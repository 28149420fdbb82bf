use chrono::{TimeZone, Utc};
use tempfile::TempDir;

use crate::error::RosterError;
use crate::models::UserRecord;
use crate::store::csv_file::CsvFileStore;
use crate::store::{Duplicate, UserStore};

fn make_store() -> (TempDir, CsvFileStore) {
    let dir = tempfile::tempdir().unwrap();
    let store = CsvFileStore::new(dir.path().join("users.csv"));
    (dir, store)
}

fn record(id: &str, email: &str) -> UserRecord {
    UserRecord {
        id: id.to_string(),
        name: "Test User".to_string(),
        email: email.to_string(),
        role: "staff".to_string(),
        department: None,
        year: None,
        date_created: Utc.with_ymd_and_hms(2026, 8, 28, 13, 5, 7).unwrap(),
        is_active: false,
        last_login: None,
    }
}

#[tokio::test]
async fn init_writes_exactly_the_quoted_header() {
    let (dir, store) = make_store();
    store.init().await.unwrap();

    let contents = std::fs::read_to_string(dir.path().join("users.csv")).unwrap();
    assert_eq!(
        contents,
        "\"User ID\",\"Full Name\",\"Email\",\"Role\",\"Department\",\"Year\",\"Date Created\",\"Is Active\",\"Last Login\"\n"
    );
}

#[tokio::test]
async fn fresh_file_has_no_duplicates() {
    let (_dir, store) = make_store();
    store.init().await.unwrap();
    let result = store.find_duplicate("1001", "ada@example.com").await.unwrap();
    assert_eq!(result, None);
}

#[tokio::test]
async fn scan_finds_existing_id() {
    let (_dir, store) = make_store();
    store.init().await.unwrap();
    store.append_unique(&record("1001", "ada@example.com")).await.unwrap();

    let result = store.find_duplicate("1001", "other@example.com").await.unwrap();
    assert_eq!(result, Some(Duplicate::Id));
}

#[tokio::test]
async fn scan_finds_email_ignoring_case() {
    let (_dir, store) = make_store();
    store.init().await.unwrap();
    store.append_unique(&record("1001", "Ada@Example.com")).await.unwrap();

    let result = store.find_duplicate("1002", "ADA@EXAMPLE.COM").await.unwrap();
    assert_eq!(result, Some(Duplicate::Email));
}

#[tokio::test]
async fn append_unique_rejects_conflicts() {
    let (_dir, store) = make_store();
    store.init().await.unwrap();
    store.append_unique(&record("1001", "ada@example.com")).await.unwrap();

    let by_id = store.append_unique(&record("1001", "new@example.com")).await;
    assert!(matches!(by_id, Err(RosterError::IdExists)));

    let by_email = store.append_unique(&record("1002", "ada@example.com")).await;
    assert!(matches!(by_email, Err(RosterError::EmailExists)));
}

#[tokio::test]
async fn scan_unescapes_doubled_quotes_in_fields() {
    let (_dir, store) = make_store();
    store.init().await.unwrap();
    let mut rec = record("1001", "ada@example.com");
    rec.name = "Ada \"The Countess\" Lovelace".to_string();
    store.append_unique(&rec).await.unwrap();

    // The quoted name must not break id/email matching on the same line.
    let result = store.find_duplicate("1001", "other@example.com").await.unwrap();
    assert_eq!(result, Some(Duplicate::Id));
}

#[tokio::test]
async fn scan_without_backing_file_is_a_scan_error() {
    let (_dir, store) = make_store();
    let result = store.find_duplicate("1001", "ada@example.com").await;
    assert!(matches!(result, Err(RosterError::DuplicateScan)));
}

#[tokio::test]
async fn export_without_backing_file_is_no_data() {
    let (_dir, store) = make_store();
    let result = store.export().await;
    assert!(matches!(result, Err(RosterError::NoData)));
}

#[tokio::test]
async fn export_returns_full_contents() {
    let (_dir, store) = make_store();
    store.init().await.unwrap();
    store.append_unique(&record("1001", "ada@example.com")).await.unwrap();
    store.append_unique(&record("1002", "bob@example.com")).await.unwrap();

    let contents = store.export().await.unwrap();
    assert_eq!(contents.lines().count(), 3);
    assert!(contents.ends_with('\n'));
}
// Copyright (c) 2026 Christoph Gaffga
// SPDX-License-Identifier: GPL-3.0-only
// https://github.com/cgaffga/phasmcore

//! Zigzag scan order mapping between bitstream order and natural order.

/// Maps zigzag index (0–63) to natural row-major index (0–63).
///
/// Coefficients and DQT entries are serialized in zigzag order; this table
/// converts a zigzag position to the corresponding (row * 8 + col) position.
pub const ZIGZAG_TO_NATURAL: [usize; 64] = [
     0,  1,  8, 16,  9,  2,  3, 10,
    17, 24, 32, 25, 18, 11,  4,  5,
    12, 19, 26, 33, 40, 48, 41, 34,
    27, 20, 13,  6,  7, 14, 21, 28,
    35, 42, 49, 56, 57, 50, 43, 36,
    29, 22, 15, 23, 30, 37, 44, 51,
    58, 59, 52, 45, 38, 31, 39, 46,
    53, 60, 61, 54, 47, 55, 62, 63,
];

/// Maps natural row-major index (0–63) to zigzag index (0–63).
///
/// Inverse of [`ZIGZAG_TO_NATURAL`].
pub const NATURAL_TO_ZIGZAG: [usize; 64] = {
    let mut table = [0usize; 64];
    let mut i = 0;
    while i < 64 {
        table[ZIGZAG_TO_NATURAL[i]] = i;
        i += 1;
    }
    table
};

/// Reorder a block from zigzag to natural order.
pub fn to_natural<T: Copy + Default>(zz: &[T; 64]) -> [T; 64] {
    let mut out = [T::default(); 64];
    for (zi, &v) in zz.iter().enumerate() {
        out[ZIGZAG_TO_NATURAL[zi]] = v;
    }
    out
}

/// Reorder a block from natural to zigzag order.
pub fn to_zigzag<T: Copy + Default>(natural: &[T]) -> [T; 64] {
    let mut out = [T::default(); 64];
    for (zi, slot) in out.iter_mut().enumerate() {
        *slot = natural[ZIGZAG_TO_NATURAL[zi]];
    }
    out
}
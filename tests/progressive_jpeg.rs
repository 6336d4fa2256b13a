// Copyright (c) 2026 Christoph Gaffga
// SPDX-License-Identifier: GPL-3.0-only
// https://github.com/cgaffga/phasmcore

//! Tests for progressive JPEG (SOF2) decoding.
//!
//! Progressive streams are assembled by hand from the coefficients of a
//! baseline encode: spectral selection and successive approximation must
//! reproduce exactly the same coefficients, and therefore the same pixels,
//! as the baseline stream.

use phasm_jpeg::jpeg::bitio::BitWriter;
use phasm_jpeg::jpeg::frame::{write_sof0, Component, FrameInfo};
use phasm_jpeg::jpeg::huffman::{encode_value, HuffmanEncodeTable};
use phasm_jpeg::jpeg::marker::{self, write_sos, ScanHeader, ScanSelector, SosParams};
use phasm_jpeg::jpeg::tables::{standard_specs, write_dht, write_dqt};
use phasm_jpeg::jpeg::zigzag::ZIGZAG_TO_NATURAL;
use phasm_jpeg::{CoefficientImage, EncoderConfig, Image, JpegDecoder, JpegEncoder, PixelFormat};
use rand::{Rng, SeedableRng};
use rand_chacha::ChaCha8Rng;

fn noise_image(width: u32, height: u32, seed: u64) -> Image {
    let mut rng = ChaCha8Rng::seed_from_u64(seed);
    let data = (0..width * height * 3)
        .map(|i| ((i / 3 % width) * 4) as u8 / 2 + rng.gen_range(0..64))
        .collect();
    Image::new(width, height, PixelFormat::Rgb8, data).unwrap()
}

struct Tables {
    dc: [HuffmanEncodeTable; 2],
    ac: [HuffmanEncodeTable; 2],
}

impl Tables {
    fn standard() -> Self {
        let [dc0, ac0, dc1, ac1] = standard_specs();
        Self {
            dc: [HuffmanEncodeTable::from_spec(&dc0), HuffmanEncodeTable::from_spec(&dc1)],
            ac: [HuffmanEncodeTable::from_spec(&ac0), HuffmanEncodeTable::from_spec(&ac1)],
        }
    }
}

fn put(w: &mut BitWriter, table: &HuffmanEncodeTable, symbol: u8) {
    let (code, len) = table.encode(symbol).unwrap();
    w.emit(code as u32, len);
}

fn put_value(w: &mut BitWriter, table: &HuffmanEncodeTable, run: u8, value: i32) {
    let (bits, size) = encode_value(value);
    put(w, table, (run << 4) | size);
    w.emit(bits as u32, size);
}

fn sos(frame: &FrameInfo, comps: &[usize], ss: u8, se: u8, ah: u8, al: u8) -> Vec<u8> {
    let header = ScanHeader {
        selectors: comps
            .iter()
            .map(|&ci| ScanSelector {
                component_id: frame.components[ci].id,
                dc_table: (ci > 0) as u8,
                ac_table: (ci > 0) as u8,
            })
            .collect(),
        params: SosParams { ss, se, ah, al },
    };
    write_sos(&header)
}

/// Visit every block of an interleaved scan in MCU order.
fn for_each_mcu_block(frame: &FrameInfo, mut f: impl FnMut(usize, usize, usize)) {
    for my in 0..frame.mcus_tall as usize {
        for mx in 0..frame.mcus_wide as usize {
            for (ci, comp) in frame.components.iter().enumerate() {
                let (h, v) = (comp.h_sampling as usize, comp.v_sampling as usize);
                for by in 0..v {
                    for bx in 0..h {
                        f(ci, my * v + by, mx * h + bx);
                    }
                }
            }
        }
    }
}

fn dc_first(frame: &FrameInfo, coeffs: &CoefficientImage, tables: &Tables, al: u8) -> Vec<u8> {
    let mut w = BitWriter::new();
    let mut pred = [0i32; 4];
    for_each_mcu_block(frame, |ci, br, bc| {
        let dc = coeffs.components[ci].grid.get(br, bc, 0, 0) as i32 >> al;
        put_value(&mut w, &tables.dc[(ci > 0) as usize], 0, dc - pred[ci]);
        pred[ci] = dc;
    });
    w.finish()
}

fn dc_refine(frame: &FrameInfo, coeffs: &CoefficientImage, al: u8) -> Vec<u8> {
    let mut w = BitWriter::new();
    for_each_mcu_block(frame, |ci, br, bc| {
        let dc = coeffs.components[ci].grid.get(br, bc, 0, 0);
        w.emit(((dc >> al) & 1) as u32, 1);
    });
    w.finish()
}

/// AC band [ss, se] at full precision, one EOB per block.
fn ac_first(frame: &FrameInfo, coeffs: &CoefficientImage, ci: usize, tables: &Tables, ss: usize, se: usize) -> Vec<u8> {
    let table = &tables.ac[(ci > 0) as usize];
    let grid = &coeffs.components[ci].grid;
    let mut w = BitWriter::new();
    for br in 0..frame.scan_blocks_tall(ci) {
        for bc in 0..frame.scan_blocks_wide(ci) {
            let block = grid.block(br, bc);
            let mut run = 0u8;
            for &ni in &ZIGZAG_TO_NATURAL[ss..=se] {
                let v = block[ni];
                if v == 0 {
                    run += 1;
                    continue;
                }
                while run >= 16 {
                    put(&mut w, table, 0xF0);
                    run -= 16;
                }
                put_value(&mut w, table, run, v as i32);
                run = 0;
            }
            if run > 0 {
                put(&mut w, table, 0x00);
            }
        }
    }
    w.finish()
}

fn progressive_header(coeffs: &CoefficientImage) -> (FrameInfo, Vec<u8>) {
    let comps = coeffs
        .components
        .iter()
        .enumerate()
        .map(|(i, c)| Component::new(c.id, c.h_sampling, c.v_sampling, (i > 0) as u8))
        .collect();
    let frame = FrameInfo::new(coeffs.info.width as u16, coeffs.info.height as u16, comps, true).unwrap();

    let mut out = vec![0xFF, marker::SOI];
    out.extend(write_dqt(&[
        (0, &coeffs.components[0].quant_table),
        (1, &coeffs.components[1].quant_table),
    ]));
    let mut sof = write_sof0(&frame);
    sof[1] = marker::SOF2;
    out.extend(sof);
    out.extend(write_dht(&standard_specs()));
    (frame, out)
}

/// DC in two passes (Al=1 then refinement), AC in two bands per component.
fn progressive_stream(coeffs: &CoefficientImage) -> Vec<u8> {
    let tables = Tables::standard();
    let (frame, mut out) = progressive_header(coeffs);
    out.extend(sos(&frame, &[0, 1, 2], 0, 0, 0, 1));
    out.extend(dc_first(&frame, coeffs, &tables, 1));
    for ci in 0..3 {
        out.extend(sos(&frame, &[ci], 1, 5, 0, 0));
        out.extend(ac_first(&frame, coeffs, ci, &tables, 1, 5));
    }
    out.extend(sos(&frame, &[0, 1, 2], 0, 0, 1, 0));
    out.extend(dc_refine(&frame, coeffs, 0));
    for ci in 0..3 {
        out.extend(sos(&frame, &[ci], 6, 63, 0, 0));
        out.extend(ac_first(&frame, coeffs, ci, &tables, 6, 63));
    }
    out.extend([0xFF, marker::EOI]);
    out
}

fn baseline(width: u32, height: u32) -> (Vec<u8>, CoefficientImage) {
    let bytes = JpegEncoder::new(EncoderConfig::default())
        .encode_to_vec(&noise_image(width, height, 42))
        .unwrap();
    let coeffs = JpegDecoder::default().decode_coefficients(&bytes).unwrap();
    (bytes, coeffs)
}

#[test]
fn progressive_matches_baseline_coefficients() {
    let (_, coeffs) = baseline(32, 32);
    let stream = progressive_stream(&coeffs);
    let decoded = JpegDecoder::default().decode_coefficients(&stream).unwrap();
    assert!(decoded.info.is_progressive);
    assert!(!decoded.truncated);
    for (a, b) in decoded.components.iter().zip(&coeffs.components) {
        assert_eq!(a.id, b.id);
        assert_eq!(a.quant_table, b.quant_table);
        assert_eq!(a.grid.coeffs(), b.grid.coeffs(), "component {}", a.id);
    }
}

#[test]
fn progressive_matches_baseline_pixels() {
    let (bytes, coeffs) = baseline(32, 32);
    let expected = JpegDecoder::default().decode(&bytes).unwrap();
    let decoded = JpegDecoder::default().decode(&progressive_stream(&coeffs)).unwrap();
    assert_eq!(decoded.image.width, 32);
    assert_eq!(decoded.image.data, expected.image.data);
}

#[test]
fn progressive_info() {
    let (_, coeffs) = baseline(32, 32);
    let info = JpegDecoder::default().read_info(&progressive_stream(&coeffs)).unwrap();
    assert!(info.is_progressive);
    assert_eq!((info.width, info.height, info.components), (32, 32, 3));
}

#[test_log::test]
fn progressive_stream_cut_after_dc() {
    let (_, coeffs) = baseline(32, 32);
    let tables = Tables::standard();
    let (frame, mut out) = progressive_header(&coeffs);
    out.extend(sos(&frame, &[0, 1, 2], 0, 0, 0, 0));
    out.extend(dc_first(&frame, &coeffs, &tables, 0));

    let decoded = JpegDecoder::default().decode_coefficients(&out).unwrap();
    assert!(decoded.truncated);
    for (a, b) in decoded.components.iter().zip(&coeffs.components) {
        for (ba, bb) in a.grid.coeffs().chunks(64).zip(b.grid.coeffs().chunks(64)) {
            assert_eq!(ba[0], bb[0]);
            assert!(ba[1..].iter().all(|&c| c == 0));
        }
    }

    let image = JpegDecoder::default().decode(&out).unwrap();
    assert!(image.truncated);
    assert_eq!(image.image.data.len(), 32 * 32 * 3);
}

#[test]
fn ac_scan_with_two_components_rejected() {
    let (_, coeffs) = baseline(16, 16);
    let (frame, mut out) = progressive_header(&coeffs);
    out.extend(sos(&frame, &[0, 1], 1, 63, 0, 0));
    out.extend([0x00, 0xFF, marker::EOI]);
    let err = JpegDecoder::default().decode(&out);
    assert!(matches!(
        err,
        Err(phasm_jpeg::JpegError::InvalidSegment("AC scan must have one component"))
    ));
}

Activity:
What you return should be exactly the lines above, starting at the one with "async fn scan_unescapes_doubled_quotes_in_fields()" and ending at the one with "let result = store.export().await;", and nothing else.

Solution to the problem:
async fn scan_unescapes_doubled_quotes_in_fields() {
    let (_dir, store) = make_store();
    store.init().await.unwrap();
    let mut rec = record("1001", "ada@example.com");
    rec.name = "Ada \"The Countess\" Lovelace".to_string();
    store.append_unique(&rec).await.unwrap();

    // The quoted name must not break id/email matching on the same line.
    let result = store.find_duplicate("1001", "other@example.com").await.unwrap();
    assert_eq!(result, Some(Duplicate::Id));
}

#[tokio::test]
async fn scan_without_backing_file_is_a_scan_error() {
    let (_dir, store) = make_store();
    let result = store.find_duplicate("1001", "ada@example.com").await;
    assert!(matches!(result, Err(RosterError::DuplicateScan)));
}

#[tokio::test]
async fn export_without_backing_file_is_no_data() {
    let (_dir, store) = make_store();
    let result = store.export().await;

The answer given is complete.